Compared to last week’s rather miserable case, this one had time to breathe. Diggle did some investigating, and the episode put Gaynor’s involvement in the whole plot under at least enough doubt that, even though it was inevitable that he was involved (he was the guest-star of the week!), between the casting choice of Browder (he plays good guys!), his meal with Diggle, and the red herrings, I wouldn't have been totally surprised if he wasn’t the mastermind. And it was all possible because things happened around the case that didn’t involve just shooting things.

The case didn’t set Oliver and Diggle at odds as much as I would have liked, but the tension between the two, rooted in the nature of Oliver’s mission and methods, has been a recurring one, so questioned validity of the list gave it an added dimension that can be explored further down the line. But it also served to reaffirm their overall trust in one another, and that was the ultimate goal for this particular case.

Speaking of issues of trust, Thea had some with Moira after she blew off a birthday shopping spree to go meet with Malcolm but said it was Queen Consolidated business. Thea assumed that history was repeating itself because just before the yacht sank, Moira spent an awful lot of time with Malcolm while also fighting with Robert. The situation also drew Oliver into the mix, and nicely so, as he confronted Moira about Thea’s suspicions and she told him it was indeed a business issue (Malcolm’s got lots of great advice!) and also that Robert was a philanderer (not completely sure I buy that, but who knows?), and that explained the fighting.

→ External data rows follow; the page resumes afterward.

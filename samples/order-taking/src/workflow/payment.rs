//! Settling invoices.
//!
//! Only an [`UnpaidInvoice`] can be paid, so paying twice does not type-check.
//! Card payments go through a [`PaymentGateway`]; cash and checks need no
//! authorization.

use typedomain::opaque::Opaque;
use typedomain::sum::match_on;

use super::PaymentError;
use crate::compound_types::{CardType, CreditCardInfo, Payment, PaymentMethod};
use crate::entities::{PaidInvoice, UnpaidInvoice};
use crate::simple_types::PaymentAmount;

/// Authorizes card payments.
pub trait PaymentGateway {
    /// Authorizes charging `amount` to `card`.
    ///
    /// # Errors
    ///
    /// A [`PaymentError`] if the charge is refused or cannot be attempted.
    fn authorize(&self, card: &CreditCardInfo, amount: &PaymentAmount) -> Result<(), PaymentError>;
}

/// A gateway accepting a fixed set of card networks.
#[derive(Clone, Debug, PartialEq, Eq)]
pub struct CardNetworkGateway {
    accepted: Vec<CardType>,
    online: bool,
}

impl CardNetworkGateway {
    /// An online gateway accepting `accepted`.
    #[must_use]
    pub fn new(accepted: Vec<CardType>) -> Self {
        Self {
            accepted,
            online: true,
        }
    }

    /// The same gateway, unreachable.
    #[must_use]
    pub fn offline(self) -> Self {
        Self {
            online: false,
            ..self
        }
    }
}

impl PaymentGateway for CardNetworkGateway {
    fn authorize(&self, card: &CreditCardInfo, amount: &PaymentAmount) -> Result<(), PaymentError> {
        if !self.online {
            return Err(PaymentError::PaymentProvidersOffline);
        }
        if !self.accepted.contains(&card.card_type) {
            return Err(PaymentError::CardTypeNotRecognized(format!("{:?}", card.card_type)));
        }
        tracing::debug!(
            card_type = ?card.card_type,
            amount = %Opaque::as_raw(amount),
            "card payment authorized"
        );
        Ok(())
    }
}

/// Pays `invoice` with `payment`.
///
/// The payment must be in the invoice currency and for exactly the amount
/// due. The returned invoice keeps the identity of `invoice`.
///
/// # Errors
///
/// - [`PaymentError::PaymentRejected`] on a currency or amount mismatch;
/// - whatever `gateway` reports for a card payment.
pub fn pay_invoice<G: PaymentGateway>(
    invoice: &UnpaidInvoice,
    payment: Payment,
    gateway: &G,
) -> Result<PaidInvoice, PaymentError> {
    if payment.currency != invoice.currency {
        return Err(PaymentError::PaymentRejected(format!(
            "currency {} does not match invoice currency {}",
            payment.currency, invoice.currency
        )));
    }
    if payment.amount != invoice.amount_due {
        return Err(PaymentError::PaymentRejected(format!(
            "amount {} does not settle amount due {}",
            Opaque::as_raw(&payment.amount),
            Opaque::as_raw(&invoice.amount_due)
        )));
    }

    match_on(&payment.method)
        .with_variant(PaymentMethod::card_prism(), |card| gateway.authorize(card, &payment.amount))
        .otherwise(|_| Ok(()))?;

    tracing::info!(
        invoice = Opaque::as_raw(&invoice.id).as_str(),
        method = typedomain::TaggedUnion::tag(&payment.method),
        "invoice paid"
    );

    Ok(PaidInvoice {
        id: invoice.id.clone(),
        payment,
    })
}
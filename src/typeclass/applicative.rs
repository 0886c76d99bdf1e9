//! Applicative type class - combining independent computations.
//!
//! `Applicative` extends [`Functor`] with `pure` and with `map2`/`map3`,
//! which combine values that do not depend on each other. The failure
//! policy is decided by the implementing type:
//!
//! - `Option` and `Result` short-circuit: the first absence/failure wins.
//! - [`Validated`] accumulates: every failure contributes its errors.
//!
//! # Laws
//!
//! ```text
//! fa.map2(pure(()), |a, _| a) == fa                (right identity)
//! pure(a).map2(pure(b), f) == pure(f(a, b))        (homomorphism)
//! ```
//!
//! # Examples
//!
//! ```rust
//! use typedomain::typeclass::Applicative;
//!
//! let total = Some(1).map2(Some(2), |a, b| a + b);
//! assert_eq!(total, Some(3));
//!
//! let failed: Result<i32, &str> = Err("first").map2(Err("second"), |a: i32, b: i32| a + b);
//! assert_eq!(failed, Err("first"));
//! ```

use super::functor::Functor;
use super::semigroup::Semigroup;
use crate::validation::Validated;

/// A functor whose independent values can be combined.
pub trait Applicative: Functor {
    /// Lifts a plain value into the context.
    fn pure<B>(value: B) -> Self::WithType<B>;

    /// Combines two values with `function`.
    fn map2<B, C, F>(self, other: Self::WithType<B>, function: F) -> Self::WithType<C>
    where
        F: FnOnce(Self::Inner, B) -> C;

    /// Combines three values with `function`.
    fn map3<B, C, D, F>(
        self,
        second: Self::WithType<B>,
        third: Self::WithType<C>,
        function: F,
    ) -> Self::WithType<D>
    where
        F: FnOnce(Self::Inner, B, C) -> D;
}

impl<A> Applicative for Option<A> {
    #[inline]
    fn pure<B>(value: B) -> Option<B> {
        Some(value)
    }

    #[inline]
    fn map2<B, C, F>(self, other: Option<B>, function: F) -> Option<C>
    where
        F: FnOnce(A, B) -> C,
    {
        match (self, other) {
            (Some(a), Some(b)) => Some(function(a, b)),
            _ => None,
        }
    }

    #[inline]
    fn map3<B, C, D, F>(self, second: Option<B>, third: Option<C>, function: F) -> Option<D>
    where
        F: FnOnce(A, B, C) -> D,
    {
        match (self, second, third) {
            (Some(a), Some(b), Some(c)) => Some(function(a, b, c)),
            _ => None,
        }
    }
}

impl<T, E: Clone> Applicative for Result<T, E> {
    #[inline]
    fn pure<B>(value: B) -> Result<B, E> {
        Ok(value)
    }

    #[inline]
    fn map2<B, C, F>(self, other: Result<B, E>, function: F) -> Result<C, E>
    where
        F: FnOnce(T, B) -> C,
    {
        Ok(function(self?, other?))
    }

    #[inline]
    fn map3<B, C, D, F>(self, second: Result<B, E>, third: Result<C, E>, function: F) -> Result<D, E>
    where
        F: FnOnce(T, B, C) -> D,
    {
        Ok(function(self?, second?, third?))
    }
}

impl<A> Applicative for Validated<A> {
    #[inline]
    fn pure<B>(value: B) -> Validated<B> {
        Validated::Valid(value)
    }

    fn map2<B, C, F>(self, other: Validated<B>, function: F) -> Validated<C>
    where
        F: FnOnce(A, B) -> C,
    {
        match (self, other) {
            (Self::Valid(a), Validated::Valid(b)) => Validated::Valid(function(a, b)),
            (Self::Invalid(first), Validated::Invalid(second)) => {
                Validated::Invalid(first.combine(second))
            }
            (Self::Invalid(errors), Validated::Valid(_))
            | (Self::Valid(_), Validated::Invalid(errors)) => Validated::Invalid(errors),
        }
    }

    fn map3<B, C, D, F>(
        self,
        second: Validated<B>,
        third: Validated<C>,
        function: F,
    ) -> Validated<D>
    where
        F: FnOnce(A, B, C) -> D,
    {
        self.zip(second)
            .map2(third, |(a, b), c| function(a, b, c))
    }
}

#[cfg(test)]
mod tests {
    use super::*;
    use crate::error::{ValidationError, Violation};
    use rstest::rstest;

    fn invalid<T>(field: &str) -> Validated<T> {
        Validated::invalid(ValidationError::new(field, Violation::Empty))
    }

    #[rstest]
    fn option_map3_none_in_middle() {
        assert_eq!(Some(1).map3(None::<i32>, Some(3), |a, b, c| a + b + c), None);
    }

    #[rstest]
    fn result_map2_returns_first_error() {
        let first: Result<i32, &str> = Err("first");
        assert_eq!(first.map2(Err::<i32, _>("second"), |a, b| a + b), Err("first"));
    }

    #[rstest]
    fn result_map2_valid_combines() {
        let price: Result<u32, &str> = Ok(4);
        assert_eq!(price.map2(Ok(10), |price, quantity| price * quantity), Ok(40));
    }

    #[rstest]
    fn validated_map2_accumulates_both_errors() {
        let result = invalid::<i32>("first").map2(invalid::<i32>("second"), |a, b| a + b);

        assert_eq!(
            result.into_result().unwrap_err().fields(),
            vec!["first", "second"]
        );
    }

    #[rstest]
    fn validated_map3_accumulates_in_argument_order() {
        let result = invalid::<i32>("a").map3(
            Validated::Valid(2),
            invalid::<i32>("c"),
            |a, b, c| a + b + c,
        );

        assert_eq!(result.into_result().unwrap_err().fields(), vec!["a", "c"]);
    }

    #[rstest]
    fn validated_map3_all_valid() {
        let result = Validated::Valid(1).map3(Validated::Valid(2), Validated::Valid(3), |a, b, c| {
            a + b + c
        });

        assert_eq!(result, Validated::Valid(6));
    }
}
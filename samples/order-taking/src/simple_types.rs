//! Constrained scalars of the order-taking domain.
//!
//! Every type here is an opaque value: the raw representation is only
//! reachable through `Opaque::as_raw`/`Opaque::into_raw`, and the only way
//! in is the validating `make` (or `make_as` to report against a form field).

use std::sync::LazyLock;

use regex::Regex;
use rust_decimal::Decimal;
use typedomain::opaque;
use typedomain::opaque::constraint;

static WIDGET_CODE_PATTERN: LazyLock<Regex> =
    LazyLock::new(|| Regex::new(r"^W\d{4}$").expect("Invalid widget code regex pattern"));

static GIZMO_CODE_PATTERN: LazyLock<Regex> =
    LazyLock::new(|| Regex::new(r"^G\d{3}$").expect("Invalid gizmo code regex pattern"));

static EMAIL_PATTERN: LazyLock<Regex> =
    LazyLock::new(|| Regex::new(r"^.+@.+$").expect("Invalid email regex pattern"));

static CARD_NUMBER_PATTERN: LazyLock<Regex> =
    LazyLock::new(|| Regex::new(r"^\d{12,19}$").expect("Invalid card number regex pattern"));

/// Smallest weight that can be ordered, in kilograms.
pub const MIN_KILOGRAMS: Decimal = Decimal::from_parts(5, 0, 0, false, 2);

/// Largest weight that can be ordered, in kilograms.
pub const MAX_KILOGRAMS: Decimal = Decimal::from_parts(100, 0, 0, false, 0);

opaque! {
    /// Identifies a customer.
    pub CustomerId(u64);
    /// Identifies an order.
    pub OrderId(String) validate |raw| constraint::bounded_string(raw, 50);
    /// Identifies a line within an order.
    pub OrderLineId(u32) validate |raw| constraint::at_least(raw, &1);
    /// Identifies a contact.
    pub ContactId(u32);
    /// Identifies an invoice.
    pub InvoiceId(String) validate |raw| constraint::bounded_string(raw, 20);

    /// `W` followed by four digits.
    pub WidgetCode(String) validate |raw| constraint::matches_pattern(raw, &WIDGET_CODE_PATTERN);
    /// `G` followed by three digits.
    pub GizmoCode(String) validate |raw| constraint::matches_pattern(raw, &GIZMO_CODE_PATTERN);

    /// Between 1 and 1000 units.
    pub UnitQuantity(u32) validate |raw| constraint::within(raw, &1, &1000);
    /// Between 0.05 and 100 kilograms.
    pub KilogramQuantity(Decimal) validate |raw| constraint::within(raw, &MIN_KILOGRAMS, &MAX_KILOGRAMS);

    /// A non-empty string of at most 50 characters.
    pub String50(String) validate |raw| constraint::bounded_string(raw, 50);
    /// An email address, loosely checked.
    pub EmailAddress(String) validate |raw| constraint::matches_pattern(raw, &EMAIL_PATTERN);

    /// Number printed on a paper check.
    pub CheckNumber(u32) validate |raw| constraint::at_least(raw, &1);
    /// Card number, 12 to 19 digits.
    pub CardNumber(String) validate |raw| constraint::matches_pattern(raw, &CARD_NUMBER_PATTERN);

    /// Price of one order line, 0 to 1000.
    pub Price(Decimal) validate |raw| constraint::within(raw, &Decimal::ZERO, &Decimal::ONE_THOUSAND);
    /// Amount paid against an invoice, 0 to 1000.
    pub PaymentAmount(Decimal) validate |raw| constraint::within(raw, &Decimal::ZERO, &Decimal::ONE_THOUSAND);
}

#[cfg(test)]
mod tests {
    use super::*;
    use rstest::rstest;
    use typedomain::error::Violation;
    use typedomain::opaque::Opaque;

    fn dec(raw: &str) -> Decimal {
        raw.parse().unwrap()
    }

    #[rstest]
    #[case("W1234", true)]
    #[case("W123", false)]
    #[case("G123", false)]
    fn widget_code_pattern(#[case] raw: &str, #[case] accepted: bool) {
        assert_eq!(WidgetCode::make(raw.to_string()).is_ok(), accepted);
    }

    #[rstest]
    #[case("G123", true)]
    #[case("G1234", false)]
    fn gizmo_code_pattern(#[case] raw: &str, #[case] accepted: bool) {
        assert_eq!(GizmoCode::make(raw.to_string()).is_ok(), accepted);
    }

    #[rstest]
    fn kilogram_bounds() {
        assert!(KilogramQuantity::make(dec("0.05")).is_ok());
        assert!(KilogramQuantity::make(dec("100")).is_ok());
        assert_eq!(
            KilogramQuantity::make(dec("0.01")).unwrap_err().reason,
            Violation::BelowMinimum { min: "0.05".to_string() }
        );
    }

    #[rstest]
    fn price_keeps_raw_decimal() {
        let price = Price::make(dec("12.50")).unwrap();
        assert_eq!(*Opaque::as_raw(&price), dec("12.50"));
    }
}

Thea’s suspicions were generally justified (the heavy-handed shots of Malcolm’s hands on Moira's body made sure we arrived at the same connections), but her behavior didn’t completely click (she was yelling at Moira to be more focused, and then she was too erratic). Once again, the lack of a really firm baseline for Thea’s behavior prevented her story from working as well as it should have. The issues she’s dealing with, including her emotional baggage, can explain the inconsistencies and help to justify her backslide into drug use with the green Vertigo narcotic (important plot point for next week, folks!), but her arc is still hobbling the show a bit; Thea needs to feel like a character instead of a bag of shifting neuroses.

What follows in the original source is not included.